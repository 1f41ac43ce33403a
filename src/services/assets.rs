//! Asset resolution
//!
//! Multimedia references on a record become public assets or internal
//! attachments. PDF references are swapped for freshly digitised copies held
//! on the file share when any exist.

use std::path::{Path, PathBuf};

use once_cell::sync::Lazy;
use regex::Regex;
use walkdir::WalkDir;

use super::classifier::extension_of;
use crate::emu::EmuRecord;

/// Multimedia reference group on catalogue records
pub const MULTIMEDIA_GROUP: &str = "MulMultiMediaRef_tab";
/// Web publication flag on a multimedia reference
pub const PUBLISH_FLAG: &str = "AdmPublishWebNoPassword";
/// Multimedia record status field
pub const RECORD_STATUS: &str = "SecRecordStatus";
/// Record status of finding aids generated from catalogue data
pub const FROM_EMU_DATA: &str = "From EMu data";

static REDIRECT: Lazy<Regex> = Lazy::new(|| {
    Regex::new(r#"window\.location\.href\s*=\s*["']([^"']*)["']"#).expect("valid redirect pattern")
});

/// Finds digitised holdings on the file share
#[cfg_attr(test, mockall::automock)]
pub trait AssetLocator: Send + Sync {
    /// Folder holding the digitised copies of a unit, if there is one
    fn asset_folder(&self, unit_id: &str) -> Option<PathBuf>;

    /// Files under `folder` with one of `extensions` (lowercase, no dot)
    fn find_assets(&self, folder: &Path, extensions: &[String]) -> Vec<PathBuf>;
}

/// Locator over `<root>/<prefix>/<middle>/<suffix>` folders
#[derive(Debug, Clone)]
pub struct ShareLocator {
    root: PathBuf,
}

impl ShareLocator {
    pub fn new(root: impl Into<PathBuf>) -> Self {
        Self { root: root.into() }
    }
}

impl AssetLocator for ShareLocator {
    fn asset_folder(&self, unit_id: &str) -> Option<PathBuf> {
        let parts: Vec<&str> = unit_id.split('.').collect();
        let [prefix, middle, suffix] = parts.as_slice() else {
            tracing::debug!("Unit id {} does not map to a share folder", unit_id);
            return None;
        };
        let folder = self.root.join(prefix).join(middle).join(suffix);
        if folder.is_dir() {
            return Some(folder);
        }
        // some folders drop the suffix's leading digit
        let trimmed: String = suffix.chars().skip(1).collect();
        let folder = self.root.join(prefix).join(middle).join(trimmed);
        folder.is_dir().then_some(folder)
    }

    fn find_assets(&self, folder: &Path, extensions: &[String]) -> Vec<PathBuf> {
        let mut found: Vec<PathBuf> = WalkDir::new(folder)
            .into_iter()
            .filter_map(|e| e.ok())
            .filter(|e| e.file_type().is_file())
            .map(|e| e.into_path())
            .filter(|p| {
                p.extension()
                    .and_then(|e| e.to_str())
                    .map(|e| extensions.iter().any(|x| x.eq_ignore_ascii_case(e)))
                    .unwrap_or(false)
            })
            .collect();
        found.sort();
        found
    }
}

/// Locator used when no file share is configured
#[derive(Debug, Clone, Default)]
pub struct NoShare;

impl AssetLocator for NoShare {
    fn asset_folder(&self, _unit_id: &str) -> Option<PathBuf> {
        None
    }

    fn find_assets(&self, _folder: &Path, _extensions: &[String]) -> Vec<PathBuf> {
        Vec::new()
    }
}

/// Files attached to a record
#[derive(Debug, Clone, Default, PartialEq, Eq)]
pub struct ResolvedAssets {
    pub display_assets: Vec<PathBuf>,
    pub attachments: Vec<PathBuf>,
    pub redacted: bool,
}

/// Finding aids attached to a series or accession
#[derive(Debug, Clone, Default, PartialEq, Eq)]
pub struct FindingAids {
    pub assets: Vec<PathBuf>,
    pub attachments: Vec<PathBuf>,
    pub other_finding_aids: Vec<String>,
}

/// Turns multimedia references into asset lists
pub struct AssetResolver<'a> {
    locator: &'a dyn AssetLocator,
}

impl<'a> AssetResolver<'a> {
    pub fn new(locator: &'a dyn AssetLocator) -> Self {
        Self { locator }
    }

    /// Resolve a catalogue record's multimedia.
    ///
    /// Any reference not published to the web redacts the whole record.
    pub fn resolve(&self, record: &EmuRecord) -> ResolvedAssets {
        let mut resolved = ResolvedAssets::default();
        let references = record.nodes(MULTIMEDIA_GROUP);
        if references.is_empty() {
            return resolved;
        }
        let unit_id = record.get("EADUnitID").unwrap_or("");

        let flags: Vec<bool> = references
            .iter()
            .filter_map(|r| r.lookup(PUBLISH_FLAG))
            .map(|f| f.trim().eq_ignore_ascii_case("no"))
            .collect();
        if flags.iter().any(|no| *no) && flags.iter().any(|no| !*no) {
            tracing::warn!("Multiple publishing permissions for record {}", unit_id);
        }
        resolved.redacted = flags.iter().any(|no| *no);

        let mut fresh_pdfs: Option<Vec<PathBuf>> = None;
        for reference in references {
            let Some(path) = reference.lookup("Multimedia") else {
                tracing::warn!("Multimedia item not exported from EMu for {}", unit_id);
                continue;
            };
            if extension_of(path).as_deref() != Some(".pdf") {
                resolved.display_assets.push(PathBuf::from(path));
                continue;
            }
            let fresh = fresh_pdfs.get_or_insert_with(|| self.fresh_pdfs(unit_id));
            if fresh.is_empty() {
                tracing::info!("No fresh pdfs found, using EMu version for {}", unit_id);
                resolved.display_assets.push(PathBuf::from(path));
            } else {
                for pdf in fresh.iter() {
                    if !resolved.display_assets.contains(pdf) {
                        tracing::info!("Found fresh pdf in storage for {}", unit_id);
                        resolved.display_assets.push(pdf.clone());
                    }
                }
            }
        }
        resolved
    }

    fn fresh_pdfs(&self, unit_id: &str) -> Vec<PathBuf> {
        match self.locator.asset_folder(unit_id) {
            Some(folder) => self.locator.find_assets(&folder, &["pdf".to_string()]),
            None => Vec::new(),
        }
    }

    /// Resolve a recordset's finding aids.
    ///
    /// Unpublished aids and aids generated from catalogue data are internal;
    /// HTML stubs that only redirect become links.
    pub fn finding_aids(&self, record: &EmuRecord) -> FindingAids {
        let mut aids = FindingAids::default();
        for reference in record.nodes(MULTIMEDIA_GROUP) {
            let Some(path) = reference.lookup("Multimedia") else {
                tracing::warn!(
                    "Finding aid not exported from EMu for {}",
                    record.get("EADUnitID").unwrap_or("?")
                );
                continue;
            };
            let unpublished = reference
                .lookup(PUBLISH_FLAG)
                .map(|f| f.trim().eq_ignore_ascii_case("no"))
                .unwrap_or(false);
            let generated = reference.lookup(RECORD_STATUS) == Some(FROM_EMU_DATA);

            if unpublished || generated {
                aids.attachments.push(PathBuf::from(path));
            } else if extension_of(path).as_deref() == Some(".html") {
                match redirect_target(Path::new(path)) {
                    Some(url) => aids.other_finding_aids.push(url),
                    None => aids.attachments.push(PathBuf::from(path)),
                }
            } else {
                aids.assets.push(PathBuf::from(path));
            }
        }
        aids
    }
}

/// Target of a `window.location.href` redirect page
pub fn redirect_target(path: &Path) -> Option<String> {
    let text = match std::fs::read_to_string(path) {
        Ok(text) => text,
        Err(e) => {
            tracing::warn!("Could not read finding aid {}: {}", path.display(), e);
            return None;
        }
    };
    REDIRECT.captures(&text).map(|c| c[1].to_string())
}

#[cfg(test)]
mod tests {
    use super::*;
    use crate::emu::Value;
    use mockall::predicate::eq;

    fn reference(path: &str, publish: &str) -> EmuRecord {
        EmuRecord::new().with("Multimedia", path).with(PUBLISH_FLAG, publish)
    }

    fn record(references: Vec<EmuRecord>) -> EmuRecord {
        EmuRecord::new()
            .with("EADUnitID", "1990.0012.0003")
            .with_value(MULTIMEDIA_GROUP, Value::Nodes(references))
    }

    #[test]
    fn test_no_references() {
        let locator = MockAssetLocator::new();
        let resolved = AssetResolver::new(&locator).resolve(&EmuRecord::new());
        assert_eq!(resolved, ResolvedAssets::default());
    }

    #[test]
    fn test_fresh_pdfs_replace_declared_copy() {
        let mut locator = MockAssetLocator::new();
        locator
            .expect_asset_folder()
            .with(eq("1990.0012.0003"))
            .times(1)
            .returning(|_| Some(PathBuf::from("/share/1990/0012/0003")));
        locator
            .expect_find_assets()
            .times(1)
            .returning(|_, _| vec![PathBuf::from("/share/1990/0012/0003/a.pdf"), PathBuf::from("/share/1990/0012/0003/b.pdf")]);

        let resolved = AssetResolver::new(&locator).resolve(&record(vec![
            reference("old.pdf", "Yes"),
            reference("scan.jpg", "Yes"),
            reference("other.pdf", "Yes"),
        ]));

        assert_eq!(
            resolved.display_assets,
            vec![
                PathBuf::from("/share/1990/0012/0003/a.pdf"),
                PathBuf::from("/share/1990/0012/0003/b.pdf"),
                PathBuf::from("scan.jpg"),
            ]
        );
        assert!(!resolved.redacted);
    }

    #[test]
    fn test_declared_pdf_kept_without_fresh_copy() {
        let mut locator = MockAssetLocator::new();
        locator.expect_asset_folder().returning(|_| None);

        let resolved = AssetResolver::new(&locator).resolve(&record(vec![reference("old.pdf", "No"), reference("a.tif", "Yes")]));
        assert_eq!(resolved.display_assets, vec![PathBuf::from("old.pdf"), PathBuf::from("a.tif")]);
        assert!(resolved.redacted);
    }

    #[test]
    fn test_finding_aids() {
        let dir = tempfile::tempdir().unwrap();
        let stub = dir.path().join("guide.html");
        std::fs::write(&stub, r#"<script>window.location.href = "https://example.org/guide";</script>"#).unwrap();

        let generated = reference("list.pdf", "Yes").with(RECORD_STATUS, FROM_EMU_DATA);
        let locator = NoShare;
        let aids = AssetResolver::new(&locator).finding_aids(&record(vec![
            reference("guide.pdf", "Yes"),
            reference("private.pdf", "No"),
            generated,
            reference(stub.to_str().unwrap(), "Yes"),
        ]));

        assert_eq!(aids.assets, vec![PathBuf::from("guide.pdf")]);
        assert_eq!(aids.attachments, vec![PathBuf::from("private.pdf"), PathBuf::from("list.pdf")]);
        assert_eq!(aids.other_finding_aids, vec!["https://example.org/guide".to_string()]);
    }

    #[test]
    fn test_share_locator() {
        let dir = tempfile::tempdir().unwrap();
        let folder = dir.path().join("1990").join("0012").join("003");
        std::fs::create_dir_all(folder.join("sub")).unwrap();
        std::fs::write(folder.join("sub").join("b.PDF"), b"%PDF").unwrap();
        std::fs::write(folder.join("a.tif"), b"II").unwrap();

        let locator = ShareLocator::new(dir.path());
        let found = locator.asset_folder("1990.0012.0003").unwrap();
        assert_eq!(found, folder);
        assert_eq!(locator.find_assets(&found, &["pdf".to_string()]), vec![folder.join("sub").join("b.PDF")]);
        assert_eq!(locator.asset_folder("1990.0012"), None);
    }
}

Required action
Among the records above, determine how many lines contain "catalogue", then report the number only.

Written response
4